The 2026-05-19 PR #725/post-merge window showed the same contention twice in a
row: once before merge and again on default-branch Platform Proof. The managed
capacity response moves the existing shared tinyland-nix-heavy scale set to
honey and raises it to a large shared heavy envelope. That keeps the
workflow-facing capability label stable, avoids a GloriousFlywheel-only runner
label, and avoids pretending that sting can safely host large heavy-Nix pods
before the fast-local Nix scratch/store model exists there.
The 2026-05-19 PR #757 post-merge image-publish run then proved that 32Gi was
still too small for the gf-reapi-cell OCI publication path when Nix had to
compile the patched skopeo used by nix2container.copyTo. PR #758 kept the
same shared capability label and raised the honey-backed tinyland-nix-heavy
pod request/limit to 64Gi rather than minting a repo-specific publication lane.

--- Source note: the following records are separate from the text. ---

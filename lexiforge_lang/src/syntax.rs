// Sentence assembly: basic word order plus a question marker.
//
// Constituents arrive fully inflected (articles and morphology already
// applied); this module only orders them and joins with spaces.

use serde::{Deserialize, Serialize};

/// Order of subject, verb and object in a basic clause.
#[derive(Debug, Clone, Copy, Default, PartialEq, Eq, Serialize, Deserialize)]
#[serde(rename_all = "UPPERCASE")]
pub enum WordOrder {
    #[default]
    Svo,
    Sov,
    Vso,
}

/// Default question marker, appended after the clause.
pub const DEFAULT_QUESTION_MARKER: &str = "ka";

#[derive(Debug, Clone, PartialEq, Eq, Serialize, Deserialize)]
#[serde(default)]
pub struct SyntaxRules {
    pub word_order: WordOrder,
    pub question_marker: String,
}

impl Default for SyntaxRules {
    fn default() -> Self {
        SyntaxRules {
            word_order: WordOrder::default(),
            question_marker: DEFAULT_QUESTION_MARKER.to_string(),
        }
    }
}

impl SyntaxRules {
    /// Arrange a clause. A missing or empty object is dropped without leaving
    /// a double space.
    pub fn arrange(&self, subject: &str, verb: &str, object: Option<&str>) -> String {
        let object = object.unwrap_or("");
        let parts = match self.word_order {
            WordOrder::Svo => [subject, verb, object],
            WordOrder::Sov => [subject, object, verb],
            WordOrder::Vso => [verb, subject, object],
        };
        parts
            .iter()
            .filter(|p| !p.is_empty())
            .copied()
            .collect::<Vec<_>>()
            .join(" ")
    }

    /// Turn a clause into a question.
    pub fn question(&self, sentence: &str) -> String {
        if self.question_marker.is_empty() {
            sentence.to_string()
        } else {
            format!("{sentence} {}", self.question_marker)
        }
    }
}
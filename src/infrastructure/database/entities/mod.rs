pub mod agent_decision;
pub mod checkout;
pub mod payment;
pub mod property;
pub mod rent_request;
pub mod user;
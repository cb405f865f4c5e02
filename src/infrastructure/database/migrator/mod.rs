//! Database migrations module

pub use sea_orm_migration::prelude::*;

mod m20250301_000001_create_users;
mod m20250301_000002_create_properties;
mod m20250301_000003_create_rent_requests;
mod m20250301_000004_create_checkouts;
mod m20250301_000005_create_agent_decisions;
mod m20250301_000006_create_payments;

pub struct Migrator;

#[async_trait::async_trait]
impl MigratorTrait for Migrator {
    fn migrations() -> Vec<Box<dyn MigrationTrait>> {
        vec![
            Box::new(m20250301_000001_create_users::Migration),
            Box::new(m20250301_000002_create_properties::Migration),
            Box::new(m20250301_000003_create_rent_requests::Migration),
            Box::new(m20250301_000004_create_checkouts::Migration),
            Box::new(m20250301_000005_create_agent_decisions::Migration),
            Box::new(m20250301_000006_create_payments::Migration),
        ]
    }
}
//! API Router with Swagger UI

use std::sync::Arc;

use axum::{
    extract::FromRef,
    middleware,
    routing::{get, post},
    Router,
};
use metrics_exporter_prometheus::PrometheusHandle;
use tower_http::cors::{Any, CorsLayer};
use tower_http::trace::TraceLayer;
use utoipa::openapi::security::{HttpAuthScheme, HttpBuilder, SecurityScheme};
use utoipa::{Modify, OpenApi};
use utoipa_swagger_ui::SwaggerUi;

use crate::application::services::{CheckoutService, RentRequestService};
use crate::infrastructure::crypto::jwt::JwtConfig;
use crate::interfaces::http::common::{ApiResponse, PaginatedResponse};
use crate::interfaces::http::middleware::{auth_middleware, AuthState};
use crate::interfaces::http::modules::{admin, checkouts, health, rent_requests};

/// Unified state for all rent workflow routes.
/// Axum extracts the specific handler state via `FromRef`.
#[derive(Clone)]
pub struct RentUnifiedState {
    pub rent_requests: Arc<RentRequestService>,
    pub checkouts: Arc<CheckoutService>,
    pub auth: AuthState,
}

// -- FromRef implementations so each handler keeps its own State<T> extractor --

impl FromRef<RentUnifiedState> for rent_requests::RentRequestAppState {
    fn from_ref(s: &RentUnifiedState) -> Self {
        rent_requests::RentRequestAppState {
            rent_requests: Arc::clone(&s.rent_requests),
            checkouts: Arc::clone(&s.checkouts),
        }
    }
}

impl FromRef<RentUnifiedState> for checkouts::CheckoutAppState {
    fn from_ref(s: &RentUnifiedState) -> Self {
        checkouts::CheckoutAppState {
            checkouts: Arc::clone(&s.checkouts),
        }
    }
}

impl FromRef<RentUnifiedState> for admin::AdminAppState {
    fn from_ref(s: &RentUnifiedState) -> Self {
        admin::AdminAppState {
            checkouts: Arc::clone(&s.checkouts),
        }
    }
}

impl FromRef<RentUnifiedState> for AuthState {
    fn from_ref(s: &RentUnifiedState) -> Self {
        s.auth.clone()
    }
}

/// Security scheme modifier for OpenAPI
struct SecurityAddon;

impl Modify for SecurityAddon {
    fn modify(&self, openapi: &mut utoipa::openapi::OpenApi) {
        if let Some(components) = openapi.components.as_mut() {
            components.add_security_scheme(
                "bearer_auth",
                SecurityScheme::Http(
                    HttpBuilder::new()
                        .scheme(HttpAuthScheme::Bearer)
                        .bearer_format("JWT")
                        .description(Some("JWT bearer token from the identity service"))
                        .build(),
                ),
            );
        }
    }
}

/// OpenAPI documentation
#[derive(OpenApi)]
#[openapi(
    paths(
        // Health
        health::handlers::health_check,
        // Rent requests
        rent_requests::handlers::list_rent_requests,
        rent_requests::handlers::create_rent_request,
        rent_requests::handlers::get_rent_request,
        rent_requests::handlers::confirm_rent_request,
        rent_requests::handlers::reject_rent_request,
        rent_requests::handlers::cancel_rent_request,
        rent_requests::handlers::cancel_confirmed_rent_request,
        rent_requests::handlers::pay_rent_request,
        rent_requests::handlers::request_checkout,
        rent_requests::handlers::checkout_status,
        // Checkouts
        checkouts::handlers::owner_confirm,
        checkouts::handlers::owner_reject,
        checkouts::handlers::agent_decision,
        // Agent console
        admin::handlers::list_decision_queue,
    ),
    components(
        schemas(
            // Common
            ApiResponse<String>,
            PaginatedResponse<rent_requests::dto::RentRequestDetailsDto>,
            // Health
            health::handlers::HealthStatus,
            // Rent requests
            rent_requests::dto::CreateRentRequestRequest,
            rent_requests::dto::RentRequestDto,
            rent_requests::dto::RentRequestDetailsDto,
            rent_requests::dto::PropertySummaryDto,
            rent_requests::dto::UserSummaryDto,
            rent_requests::dto::PayRequest,
            rent_requests::dto::PaymentDto,
            rent_requests::dto::RequestCheckoutRequest,
            rent_requests::dto::AllowedActionsDto,
            rent_requests::dto::CheckoutStatusDto,
            // Checkouts
            checkouts::dto::CheckoutDto,
            checkouts::dto::OwnerConfirmRequest,
            checkouts::dto::OwnerRejectRequest,
            checkouts::dto::AgentDecisionRequest,
        )
    ),
    modifiers(&SecurityAddon),
    tags(
        (name = "Health", description = "Server health check endpoints"),
        (name = "Rent Requests", description = "Rent lifecycle: request, confirm/reject, cancel, pay, checkout"),
        (name = "Checkouts", description = "Checkout resolution: owner confirmation, rejection, agent decisions"),
        (name = "Agent Console", description = "Support-agent queue of checkouts awaiting a decision"),
    ),
    info(
        title = "Stayvia Rent Lifecycle API",
        version = "1.0.0",
        description = "REST API for the rent lifecycle and checkout settlement workflow",
        license(name = "MIT"),
        contact(name = "Stayvia", email = "support@stayvia.io")
    )
)]
pub struct ApiDoc;

/// Create the API router with all routes
pub fn create_api_router(
    rent_request_service: Arc<RentRequestService>,
    checkout_service: Arc<CheckoutService>,
    jwt_config: JwtConfig,
    prometheus_handle: PrometheusHandle,
) -> Router {
    let auth_state = AuthState { jwt_config };

    let unified = RentUnifiedState {
        rent_requests: rent_request_service,
        checkouts: checkout_service,
        auth: auth_state.clone(),
    };

    // CORS configuration
    let cors = CorsLayer::new()
        .allow_origin(Any)
        .allow_methods(Any)
        .allow_headers(Any);

    // Rent request routes (protected)
    let rent_request_routes = Router::new()
        .route(
            "/",
            get(rent_requests::handlers::list_rent_requests)
                .post(rent_requests::handlers::create_rent_request),
        )
        .route("/{id}", get(rent_requests::handlers::get_rent_request))
        .route(
            "/{id}/confirm",
            post(rent_requests::handlers::confirm_rent_request),
        )
        .route(
            "/{id}/reject",
            post(rent_requests::handlers::reject_rent_request),
        )
        .route(
            "/{id}/cancel",
            post(rent_requests::handlers::cancel_rent_request),
        )
        .route(
            "/{id}/cancel-confirmed",
            post(rent_requests::handlers::cancel_confirmed_rent_request),
        )
        .route("/{id}/pay", post(rent_requests::handlers::pay_rent_request))
        .route(
            "/{id}/checkout",
            post(rent_requests::handlers::request_checkout),
        )
        .route(
            "/{id}/checkout-status",
            get(rent_requests::handlers::checkout_status),
        )
        .layer(middleware::from_fn_with_state(
            auth_state.clone(),
            auth_middleware,
        ))
        .with_state(unified.clone());

    // Checkout routes (protected)
    let checkout_routes = Router::new()
        .route(
            "/{checkout_id}/owner-confirm",
            post(checkouts::handlers::owner_confirm),
        )
        .route(
            "/{checkout_id}/owner-reject",
            post(checkouts::handlers::owner_reject),
        )
        .route(
            "/{checkout_id}/agent-decision",
            post(checkouts::handlers::agent_decision),
        )
        .layer(middleware::from_fn_with_state(
            auth_state.clone(),
            auth_middleware,
        ))
        .with_state(unified.clone());

    // Agent console routes (protected; role enforced by the service)
    let admin_routes = Router::new()
        .route("/checkouts", get(admin::handlers::list_decision_queue))
        .layer(middleware::from_fn_with_state(auth_state, auth_middleware))
        .with_state(unified);

    let swagger_routes = SwaggerUi::new("/docs").url("/api-doc/openapi.json", ApiDoc::openapi());

    // Build router
    Router::new()
        // Swagger UI
        .merge(swagger_routes)
        // Health
        .route("/health", get(health::handlers::health_check))
        // Prometheus metrics
        .route(
            "/metrics",
            get(move || async move { prometheus_handle.render() }),
        )
        // Rent workflow
        .nest("/api/v1/rent-requests", rent_request_routes)
        .nest("/api/v1/checkouts", checkout_routes)
        .nest("/api/v1/admin", admin_routes)
        // Middleware
        .layer(cors)
        .layer(TraceLayer::new_for_http())
}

The 2026-05-21 W3.4 vendor-mode canaries then proved that 64Gi and 128Gi
scratch were still not full-graph Bazel vendor-mode envelopes. Run
26245482714 reached roughly 53Gi in the vendor temp tree before kubelet
eviction at 64Gi. Run 26246609243 passed that boundary, reached roughly 79Gi
while still healthy, and was later evicted at the 128Gi scratch limit. The lane
then reserved 96Gi memory, allowed 160Gi memory, and reserved 192Gi scratch
with a 256Gi scratch limit. Managed apply 26247461740 reconciled that
envelope live, and canary 26247715938 proved the intended transition: the
W3.4 red signal moved from runner eviction to a Bazel external-input defect in
the rules_pkg@1.1.0 BCR module. Follow-up canary 26350919668 moved past
that leak and exposed the next authority gap, an ambient local-Python lookup
from pybind11_bazel, which is now made explicit through the CI devshell and
PYTHON_BIN_PATH repository environment.
The 2026-05-28 current-main W3.4 canary 26549932671 passed on
tinyland-nix-heavy with downloadable evidence: bazel vendor completed,
//:deployment_bundle built from the vendor directory, the temporary vendor
tree reached roughly 170Gi, and pod memory stayed around 14Gi with no OOM or
eviction. That makes the lane scratch-heavy rather than memory-heavy for this
target class. The committed envelope therefore keeps the 160Gi memory limit for
bursts, lowers the memory request to 64Gi, and keeps the 192Gi/256Gi scratch
request/limit that the canary actually needed.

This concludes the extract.